With three tiny children to look after, life was a daunting task for Meena. But she moved on. "We immediately shifted to my husband's native Raipur in Chattisgarh," she said. "While rehabilitating the family, the IAF gave us a gas agency from Indian Oil. We named our agency Marut, after the aircraft. I singlehandedly managed to raise the kids. It was difficult, but I managed to nurture all of them without letting them feel the loss of their dad too much. Thought all too short, I always cherish those memories that we had together."

Sapre's children are now all into the family business. Rupesh Arun Sapre told BM, "We didn't feel the loss of dad so much growing up. Mom was always there for us. But today, when we look back, we miss him a lot. Although technically we were out of the IAF, we were always in touch with the IAF's traditions and flying. A flying simulator was set up at home to give us a first-hand experience of flying. Mom took us to all parts of the country to show us around and helped us to stand on our feet. While none of us were able to get into services, our children have shown interest. We all thought that this is the right time to know what it takes to be as a soldier and pilot. So, our mom brought all of us here."

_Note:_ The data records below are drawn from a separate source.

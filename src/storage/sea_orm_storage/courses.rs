//! 自定义课程存储操作

use super::{SeaOrmStorage, map_write_err};
use crate::entity::custom_courses::{ActiveModel, Column, Entity as Courses};
use crate::entity::custom_materials::{Column as MaterialColumn, Entity as Materials};
use crate::entity::custom_topics::{
    ActiveModel as TopicActiveModel, Column as TopicColumn, Entity as Topics,
};
use crate::errors::{PortalError, Result};
use crate::models::courses::{
    entities::CustomCourse,
    requests::{CreateCourseRequest, UpdateCourseRequest},
};
use crate::storage::CascadeSummary;
use chrono::Datelike;
use sea_orm::{
    ActiveModelTrait, ColumnTrait, Condition, EntityTrait, QueryFilter, QueryOrder, QuerySelect,
    Set, TransactionTrait,
};
use tracing::debug;

impl SeaOrmStorage {
    /// 创建课程，初始主题与课程在同一事务中写入
    pub async fn create_course_impl(&self, req: CreateCourseRequest) -> Result<CustomCourse> {
        if self.get_course_by_code_impl(&req.course_code).await?.is_some() {
            return Err(PortalError::conflict(format!(
                "Course code {} already exists",
                req.course_code
            )));
        }

        let now = chrono::Utc::now();
        let ts = now.timestamp();
        let course_id = uuid::Uuid::new_v4().to_string();

        let model = ActiveModel {
            id: Set(course_id.clone()),
            course_code: Set(req.course_code),
            title: Set(req.title),
            year: Set(req.year.unwrap_or_else(|| now.year())),
            semester: Set(req.semester.unwrap_or(1)),
            image_url: Set(req.image_url),
            syllabus_url: Set(req.syllabus_url),
            created_at: Set(ts),
            updated_at: Set(ts),
        };

        let txn = self
            .db
            .begin()
            .await
            .map_err(|e| PortalError::database_operation(format!("开启事务失败: {e}")))?;

        let course = model
            .insert(&txn)
            .await
            .map_err(|e| map_write_err(e, "创建课程失败"))?;

        for (position, topic) in req.topics.into_iter().enumerate() {
            TopicActiveModel {
                id: Set(uuid::Uuid::new_v4().to_string()),
                course_id: Set(course_id.clone()),
                title: Set(topic.title),
                schedule: Set(None),
                category: Set(None),
                position: Set(position as i32),
                created_at: Set(ts),
                updated_at: Set(ts),
            }
            .insert(&txn)
            .await
            .map_err(|e| map_write_err(e, "创建初始主题失败"))?;
        }

        txn.commit()
            .await
            .map_err(|e| PortalError::database_operation(format!("提交事务失败: {e}")))?;

        Ok(course.into_course())
    }

    /// 通过 ID 获取课程
    pub async fn get_course_by_id_impl(&self, course_id: &str) -> Result<Option<CustomCourse>> {
        let result = Courses::find_by_id(course_id.to_string())
            .one(&self.db)
            .await
            .map_err(|e| PortalError::database_operation(format!("查询课程失败: {e}")))?;

        Ok(result.map(|m| m.into_course()))
    }

    /// 通过课程代码获取课程
    pub async fn get_course_by_code_impl(&self, course_code: &str) -> Result<Option<CustomCourse>> {
        let result = Courses::find()
            .filter(Column::CourseCode.eq(course_code))
            .one(&self.db)
            .await
            .map_err(|e| PortalError::database_operation(format!("查询课程失败: {e}")))?;

        Ok(result.map(|m| m.into_course()))
    }

    /// 列出全部课程（按课程代码排序）
    pub async fn list_courses_impl(&self) -> Result<Vec<CustomCourse>> {
        let courses = Courses::find()
            .order_by_asc(Column::CourseCode)
            .all(&self.db)
            .await
            .map_err(|e| PortalError::database_operation(format!("查询课程列表失败: {e}")))?;

        Ok(courses.into_iter().map(|m| m.into_course()).collect())
    }

    /// 更新课程信息
    pub async fn update_course_impl(
        &self,
        course_id: &str,
        update: UpdateCourseRequest,
    ) -> Result<Option<CustomCourse>> {
        // 先检查课程是否存在
        let Some(existing) = self.get_course_by_id_impl(course_id).await? else {
            return Ok(None);
        };

        if let Some(code) = &update.course_code
            && code != &existing.course_code
            && self.get_course_by_code_impl(code).await?.is_some()
        {
            return Err(PortalError::conflict(format!(
                "Course code {code} already exists"
            )));
        }

        let mut model = ActiveModel {
            id: Set(course_id.to_string()),
            updated_at: Set(chrono::Utc::now().timestamp()),
            ..Default::default()
        };

        if let Some(course_code) = update.course_code {
            model.course_code = Set(course_code);
        }
        if let Some(title) = update.title {
            model.title = Set(title);
        }
        if let Some(year) = update.year {
            model.year = Set(year);
        }
        if let Some(semester) = update.semester {
            model.semester = Set(semester);
        }
        if let Some(image_url) = update.image_url {
            model.image_url = Set(Some(image_url));
        }
        if let Some(syllabus_url) = update.syllabus_url {
            model.syllabus_url = Set(Some(syllabus_url));
        }

        model
            .update(&self.db)
            .await
            .map_err(|e| map_write_err(e, "更新课程失败"))?;

        self.get_course_by_id_impl(course_id).await
    }

    /// 删除课程：资料 -> 主题 -> 课程，同一事务
    pub async fn delete_course_impl(&self, course_id: &str) -> Result<Option<CascadeSummary>> {
        let txn = self
            .db
            .begin()
            .await
            .map_err(|e| PortalError::database_operation(format!("开启事务失败: {e}")))?;

        let exists = Courses::find_by_id(course_id.to_string())
            .one(&txn)
            .await
            .map_err(|e| PortalError::database_operation(format!("查询课程失败: {e}")))?
            .is_some();
        if !exists {
            return Ok(None);
        }

        let topic_ids: Vec<String> = Topics::find()
            .select_only()
            .column(TopicColumn::Id)
            .filter(TopicColumn::CourseId.eq(course_id))
            .into_tuple()
            .all(&txn)
            .await
            .map_err(|e| PortalError::database_operation(format!("查询课程主题失败: {e}")))?;

        // 挂在本课程主题下的资料也一并删除，即使其 course_id 指向别处
        let materials = Materials::delete_many()
            .filter(
                Condition::any()
                    .add(MaterialColumn::CourseId.eq(course_id))
                    .add(MaterialColumn::TopicId.is_in(topic_ids)),
            )
            .exec(&txn)
            .await
            .map_err(|e| PortalError::database_operation(format!("删除课程资料失败: {e}")))?;

        let topics = Topics::delete_many()
            .filter(TopicColumn::CourseId.eq(course_id))
            .exec(&txn)
            .await
            .map_err(|e| PortalError::database_operation(format!("删除课程主题失败: {e}")))?;

        Courses::delete_by_id(course_id.to_string())
            .exec(&txn)
            .await
            .map_err(|e| PortalError::database_operation(format!("删除课程失败: {e}")))?;

        txn.commit()
            .await
            .map_err(|e| PortalError::database_operation(format!("提交事务失败: {e}")))?;

        debug!(
            "Deleted course {} with {} topics and {} materials",
            course_id, topics.rows_affected, materials.rows_affected
        );

        Ok(Some(CascadeSummary {
            materials: materials.rows_affected,
            topics: topics.rows_affected,
        }))
    }
}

The visit to their Sapre's unit was not only nostalgic for the family, but also staffers at ASTE. The family was received by ASTE commanding officer, Air Vice Marshal R Nambiar, and was taken around the unit to see test crew memorial, the museum and other facilities. As a surprise for the family, the unit had invited Sapre's then commanding officer, Gr Capt Kapil Bhargava (Rtd) and his course mates, Air Vice Marshal P M Ramachandran (Rtd) and Air Marshal AS Lamba (Rtd).

"It was an amazing experience," said Rupesh. "They are all over 80 and some of them are unable to walk without support. Yet, they had taken the trouble to travel to the unit just to spend time with us. We learnt so much about our father from them. We were told that our father's sortie was crucial for the IAF in getting operational clearance for the Marut fighters. His course mate told us how creative he was and how he always thought 'out of the box' to achieve the designated tasks. It is an unforgettable experience."

Crucial Mission

One senior retired officer at IAF revealed that Sapre was often referred as 'Saper' in the unit. "That is because he never backed off from a challenge," the officer said. "Ahead of the war with Pakistan, we had to clear the aircraft for four-gun firing. The aircraft had proved very unsteady due to vibrations during four-gun firing and the problem had to be sorted out. It was a scary task, but Sapre readily volunteered to do whatever was demonstrated by HAL engineers. There was no trouble with two second-long bursts of four-gun firing. But then it was decided to test for four seconds. While flying over Samrat range near Jamnagar, the Marut went into the Gulf of Kutch and was never found."

Marut fighter jets successfully took part in the Indo-Pak war a month later and none of them were lost in air-to-air combat. In fact, a squadron of Maruts destroyed Pakistani tanks and artillery units in the decisive battle of Longewala on the morning of December 5, 1971.